People who build a collaborative in-office workplace compel others to come to work to share in the collaboration.
Tip Two: Positive Personal Environment.
An employer needs to provide employees a physical workspace that is comfortable and personal. The office workspace has to rival a home office to create the desire to be at work. I have a perfectly nice home office setup, but at work I have a desk that rises up and down and a super great chair and the physical amenities that provide an atmosphere to focus and be highly productive.
Employer should encourage employees to personalize their workplace to make it comfortable and enjoyable space. My favorite things in my office are my photos from European travel, which you have seen on any Zoom call with me, and an art piece that my kids made years ago with substantial help from a professional artist.
Let employees have some freedom to personalize their work area and spend the money to make their work space an enjoyable and desirable place.
Tip Three: Make the Office Fun.
As many of you know, I had my own law practice for seven years before I joined WKPZ in April 2011. The first thing I noticed after joining WKPZ was how lonely I had been for so long in my smaller practice. I quickly discovered how much I enjoyed being around colleagues. My six months at home during the start of the pandemic reminded me of everything I did not like about being out on my own as Levine & Associates.

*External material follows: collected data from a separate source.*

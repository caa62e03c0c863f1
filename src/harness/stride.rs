//! Strided reads over a large buffer.
//!
//! The number of elements touched stays fixed while the distance between
//! them grows, so every extra stride step spends more cache lines on the
//! same amount of useful data.

use tracing::info;

use super::clock::{Clock, time_ms};
use super::metrics::{bandwidth_mb_s, fixed};
use super::report::{ListingHeader, ListingLine, RecordSink};
use crate::error::{BenchError, Result};

#[derive(Debug, Clone, PartialEq)]
pub struct StrideConfig {
    /// Elements summed per stride
    pub touches: usize,
    /// Largest stride tried; strides run 1..=max_stride
    pub max_stride: usize,
}

impl Default for StrideConfig {
    fn default() -> Self {
        Self {
            touches: 1_000_000,
            max_stride: 20,
        }
    }
}

pub fn stride_header() -> ListingHeader {
    ListingHeader {
        title: "",
        dim: None,
        columns: "stride , sum, time (msec), rate (MB/s)",
        console_columns: "stride , sum, time (msec), rate (MB/s)",
    }
}

#[derive(Debug, Clone, PartialEq)]
pub struct StrideMeasurement {
    pub stride: usize,
    pub sum: f64,
    pub elapsed_ms: f64,
    pub bandwidth_mb_s: Option<f64>,
}

impl ListingLine for StrideMeasurement {
    fn listing_line(&self) -> String {
        format!(
            "{}, {:.6}, {:.6}, {}",
            self.stride,
            self.sum,
            self.elapsed_ms,
            fixed(self.bandwidth_mb_s, 0, 6)
        )
    }
}

/// Sum `touches` elements at every stride from 1 to `max_stride`.
///
/// The buffer holds `touches * max_stride` ones, so each sum equals
/// `touches` exactly.
pub fn run_stride<C, S>(
    config: &StrideConfig,
    clock: &mut C,
    sink: &mut S,
) -> Result<Vec<StrideMeasurement>>
where
    C: Clock,
    S: RecordSink<StrideMeasurement>,
{
    if config.touches == 0 || config.max_stride == 0 {
        return Err(BenchError::InvalidDimension {
            n: config.touches.min(config.max_stride),
            reason: "touches and max stride must be at least 1",
        });
    }
    let len = config
        .touches
        .checked_mul(config.max_stride)
        .ok_or(BenchError::InvalidDimension {
            n: config.touches,
            reason: "touches * max stride overflows",
        })?;

    let mut buffer = Vec::new();
    buffer
        .try_reserve_exact(len)
        .map_err(|source| BenchError::Allocation {
            what: "stride buffer",
            elements: len,
            source,
        })?;
    // Touch every page up front so first-use faults stay out of the timings.
    buffer.resize(len, 1.0f64);

    let bytes = (size_of::<f64>() * config.touches) as u64;
    let mut records = Vec::with_capacity(config.max_stride);

    for stride in 1..=config.max_stride {
        let mut sum = 0.0;
        let ms = time_ms(clock, || {
            sum = buffer.iter().step_by(stride).take(config.touches).sum::<f64>();
        });
        let record = StrideMeasurement {
            stride,
            sum,
            elapsed_ms: ms,
            bandwidth_mb_s: bandwidth_mb_s(bytes, ms),
        };
        sink.record(&record)?;
        records.push(record);
    }
    info!(strides = config.max_stride, touches = config.touches, "stride experiment finished");

    Ok(records)
}
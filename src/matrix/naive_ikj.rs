/// Cache-friendly square matrix multiplication using i-k-j loop order.
///
/// Swapping the j and k loops makes the innermost loop walk both B's row
/// `k` and C's row `i` with stride 1. This is the unblocked reference that
/// every blocked configuration is checked and timed against.
///
/// # Arguments
///
/// * `a` - Matrix A (n × n), row-major
/// * `b` - Matrix B (n × n), row-major
/// * `c` - Matrix C (n × n), row-major, accumulated into (C += A * B)
/// * `n` - Shared dimension
///
/// # Panics
///
/// Panics if any slice is not `n * n` long.
///
/// # Example
///
/// ```
/// use blockbench::matmul_naive_ikj;
///
/// let a = vec![1.0, 2.0,
///              3.0, 4.0];
/// let b = vec![5.0, 6.0,
///              7.0, 8.0];
/// let mut c = vec![0.0; 4];
///
/// matmul_naive_ikj(&a, &b, &mut c, 2);
///
/// assert_eq!(c, vec![19.0, 22.0,
///                    43.0, 50.0]);
/// ```
pub fn matmul_naive_ikj(a: &[f64], b: &[f64], c: &mut [f64], n: usize) {
    assert_eq!(a.len(), n * n, "A: expected {}x{}={} elements", n, n, n * n);
    assert_eq!(b.len(), n * n, "B: expected {}x{}={} elements", n, n, n * n);
    assert_eq!(c.len(), n * n, "C: expected {}x{}={} elements", n, n, n * n);

    for i in 0..n {
        let c_row = &mut c[i * n..(i + 1) * n];
        for k in 0..n {
            let a_ik = a[i * n + k];
            let b_row = &b[k * n..(k + 1) * n];
            for (c_ij, &b_kj) in c_row.iter_mut().zip(b_row) {
                *c_ij += a_ik * b_kj;
            }
        }
    }
}
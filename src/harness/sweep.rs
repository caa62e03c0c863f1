//! Block-size sweep over the blocked multiplier.
//!
//! A sweep seeds A and B once, then for every block size clears C, times
//! one multiplication and emits a [`Measurement`]. After the list it times
//! the unblocked reference one more time as an explicit "no blocking" line.

use tracing::{debug, info};

use super::clock::{Clock, time_ms};
use super::metrics::{Configuration, Measurement, speedup, traffic_bytes};
use super::report::{ListingHeader, RecordSink};
use crate::blocked::matmul_blocked;
use crate::error::{BenchError, Result};
use crate::matrix::naive_ikj::matmul_naive_ikj;
use crate::matrix::{Matrix, check_square, seed_inputs};

/// Matrix dimension used when none is given.
pub const DEFAULT_DIM: usize = 512;

/// Tile edges swept when none are given.
pub const DEFAULT_BLOCK_SIZES: [usize; 6] = [8, 16, 32, 64, 128, 256];

/// Seed used when none is given.
pub const DEFAULT_SEED: u64 = 42;

/// File the sweep listing is written to by default.
pub const DEFAULT_OUTPUT: &str = "mxm_bloc_results.txt";

/// What the "Speedup vs Standard" column is relative to.
#[derive(Debug, Clone, Copy, PartialEq, Eq, Default)]
pub enum BaselinePolicy {
    /// Time of the first swept configuration, replaced by the configuration
    /// whose block size equals N
    #[default]
    FirstSwept,
    /// Time of one unblocked reference run made before the sweep starts
    Unblocked,
}

/// Parameters of one sweep.
#[derive(Debug, Clone, PartialEq)]
pub struct SweepConfig {
    pub n: usize,
    pub block_sizes: Vec<usize>,
    pub seed: u64,
    pub baseline: BaselinePolicy,
}

impl Default for SweepConfig {
    fn default() -> Self {
        Self {
            n: DEFAULT_DIM,
            block_sizes: DEFAULT_BLOCK_SIZES.to_vec(),
            seed: DEFAULT_SEED,
            baseline: BaselinePolicy::default(),
        }
    }
}

impl SweepConfig {
    pub fn validate(&self) -> Result<()> {
        if self.n == 0 {
            return Err(BenchError::InvalidDimension {
                n: self.n,
                reason: "dimension must be at least 1",
            });
        }
        if self.block_sizes.is_empty() {
            return Err(BenchError::EmptyBlockSizes);
        }
        if let Some(&zero) = self.block_sizes.iter().find(|&&s| s == 0) {
            return Err(BenchError::InvalidBlockSize(zero));
        }
        Ok(())
    }
}

/// Listing header for a sweep over N×N matrices.
pub fn sweep_header(n: usize) -> ListingHeader {
    ListingHeader {
        title: "Block Matrix Multiplication Performance Analysis",
        dim: Some(n),
        columns: "Block Size, Time (msec), Bandwidth (MB/s), Speedup vs Standard",
        console_columns: "Block Size, Time (msec), Bandwidth (MB/s), Speedup",
    }
}

/// Owns the three matrices and the baseline for one sweep.
pub struct BlockSweep<C: Clock> {
    config: SweepConfig,
    clock: C,
    a: Matrix,
    b: Matrix,
    c: Matrix,
    traffic: u64,
    baseline_ms: Option<f64>,
}

impl<C: Clock> BlockSweep<C> {
    /// Validate `config`, allocate A, B and C and seed the inputs.
    pub fn new(config: SweepConfig, clock: C) -> Result<Self> {
        config.validate()?;
        let mut a = Matrix::zeros(config.n)?;
        let mut b = Matrix::zeros(config.n)?;
        seed_inputs(&mut a, &mut b, config.seed);
        Self::with_inputs(config, clock, a, b)
    }

    /// Sweep over caller-provided inputs. `config.seed` is ignored.
    pub fn with_inputs(config: SweepConfig, clock: C, a: Matrix, b: Matrix) -> Result<Self> {
        config.validate()?;
        let c = Matrix::zeros(config.n)?;
        let n = check_square(&a, &b, &c)?;
        info!(n, block_sizes = ?config.block_sizes, "block sweep ready");

        Ok(Self {
            traffic: traffic_bytes(n),
            config,
            clock,
            a,
            b,
            c,
            baseline_ms: None,
        })
    }

    pub fn config(&self) -> &SweepConfig {
        &self.config
    }

    pub fn inputs(&self) -> (&Matrix, &Matrix) {
        (&self.a, &self.b)
    }

    /// C as left by the most recent timed run.
    pub fn product(&self) -> &Matrix {
        &self.c
    }

    /// Baseline captured by the last [`run`](Self::run), if any.
    pub fn baseline_ms(&self) -> Option<f64> {
        self.baseline_ms
    }

    /// Run every configuration in order, then the trailing reference run.
    ///
    /// Each record goes to `sink` as soon as it exists and is also returned.
    pub fn run<S: RecordSink<Measurement>>(&mut self, sink: &mut S) -> Result<Vec<Measurement>> {
        let n = self.config.n;
        let block_sizes = self.config.block_sizes.clone();
        let mut records = Vec::with_capacity(block_sizes.len() + 1);

        self.baseline_ms = None;
        if self.config.baseline == BaselinePolicy::Unblocked {
            let ms = self.timed_run(None);
            info!(elapsed_ms = ms, "timed unblocked baseline");
            self.baseline_ms = Some(ms);
        }

        for (idx, &block_size) in block_sizes.iter().enumerate() {
            // Block loops would run exactly once; use the reference directly.
            let degenerate = block_size >= n;
            let ms = self.timed_run((!degenerate).then_some(block_size));

            // Only S == N stands in for the unblocked run; S > N keeps the baseline.
            let resets = idx == 0 || block_size == n;
            if self.config.baseline == BaselinePolicy::FirstSwept && resets {
                self.baseline_ms = Some(ms);
            }

            let ratio = self.baseline_ms.and_then(|base| speedup(base, ms));
            let configuration = Configuration::Blocked(block_size);
            let record = Measurement::new(configuration, ms, self.traffic, ratio);
            debug!(block_size, elapsed_ms = ms, speedup = ?ratio, "timed blocked run");
            sink.record(&record)?;
            records.push(record);
        }

        let ms = self.timed_run(None);
        let record = Measurement::new(Configuration::Unblocked, ms, self.traffic, Some(1.0));
        debug!(elapsed_ms = ms, "timed unblocked run");
        sink.record(&record)?;
        records.push(record);

        info!(configurations = records.len(), "block sweep finished");
        Ok(records)
    }

    /// Clear C and time one multiplication; `None` means unblocked.
    fn timed_run(&mut self, block_size: Option<usize>) -> f64 {
        let n = self.config.n;
        self.c.clear();

        let (a, b, c) = (self.a.as_slice(), self.b.as_slice(), self.c.as_mut_slice());
        match block_size {
            Some(s) => time_ms(&mut self.clock, || matmul_blocked(a, b, c, n, s)),
            None => time_ms(&mut self.clock, || matmul_naive_ikj(a, b, c, n)),
        }
    }
}

/// Allocate, seed, sweep and release in one call.
///
/// The matrices are dropped before this returns, on success and on error.
///
/// ```
/// use blockbench::harness::clock::CpuClock;
/// use blockbench::harness::sweep::{SweepConfig, run_block_sweep};
///
/// let config = SweepConfig { n: 16, block_sizes: vec![4, 8], ..SweepConfig::default() };
/// let mut records = Vec::new();
/// let out = run_block_sweep(config, CpuClock::new(), &mut records).unwrap();
///
/// assert_eq!(out.len(), 3);
/// assert_eq!(out[2].speedup(), Some(1.0));
/// ```
pub fn run_block_sweep<C, S>(
    config: SweepConfig,
    clock: C,
    sink: &mut S,
) -> Result<Vec<Measurement>>
where
    C: Clock,
    S: RecordSink<Measurement>,
{
    let mut sweep = BlockSweep::new(config, clock)?;
    sweep.run(sink)
}
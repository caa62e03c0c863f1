//! Cache-locality microbenchmarks, built from scratch.
//!
//! I wanted to see how much memory access patterns alone move the needle
//! on one core, without SIMD or threads muddying the picture. This crate
//! has three experiments:
//!
//! - a block-size sweep over a tiled matrix multiply
//! - i-j-k versus i-k-j loop order
//! - strided reads over a large buffer
//!
//! plus a tiny allocate/duplicate/release walk-through.
//!
//! ## Usage
//!
//! ```
//! use blockbench::{matmul_blocked, matmul_naive_ikj};
//!
//! let n = 64;
//! let a = vec![1.0f64; n * n];
//! let b = vec![2.0f64; n * n];
//! let mut reference = vec![0.0f64; n * n];
//! let mut tiled = vec![0.0f64; n * n];
//!
//! matmul_naive_ikj(&a, &b, &mut reference, n);
//! matmul_blocked(&a, &b, &mut tiled, n, 24);
//! assert_eq!(reference, tiled);
//! ```
//!
//! Timings are single runs of process CPU time. Bandwidth is an estimate
//! from a 3-reads-1-write traffic model, not a hardware counter.

pub mod blocked;
pub mod error;
pub mod harness;
pub mod lifecycle;
pub mod matrix;

pub use blocked::matmul_blocked;
pub use error::{BenchError, Result};
pub use matrix::naive_ijk::matmul_naive_ijk;
pub use matrix::naive_ikj::matmul_naive_ikj;
pub use matrix::{Matrix, seed_inputs};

In August, my law partner Murphy Klasing announced “COVID Relief Hour.” Murphy enjoys wine and does a very nice job explaining wine. So on random Friday’s at around 4:30, Murphy coordinated a WKPZ wine tasting with some light snacks. The pours were modest, and we kept the event short sending everyone home at their normal leave time. (We obeyed my basic rules on work and alcohol. See https://www.employment-matters.com/consulting/mind-your-manners/) I admit to missing the first one or two, but then decided I needed to see my colleagues. I quickly remembered how much I liked being at the office and visiting with co-workers. These social gatherings are so appreciated, after months of isolation, there are always firm wide emails praising Murphy.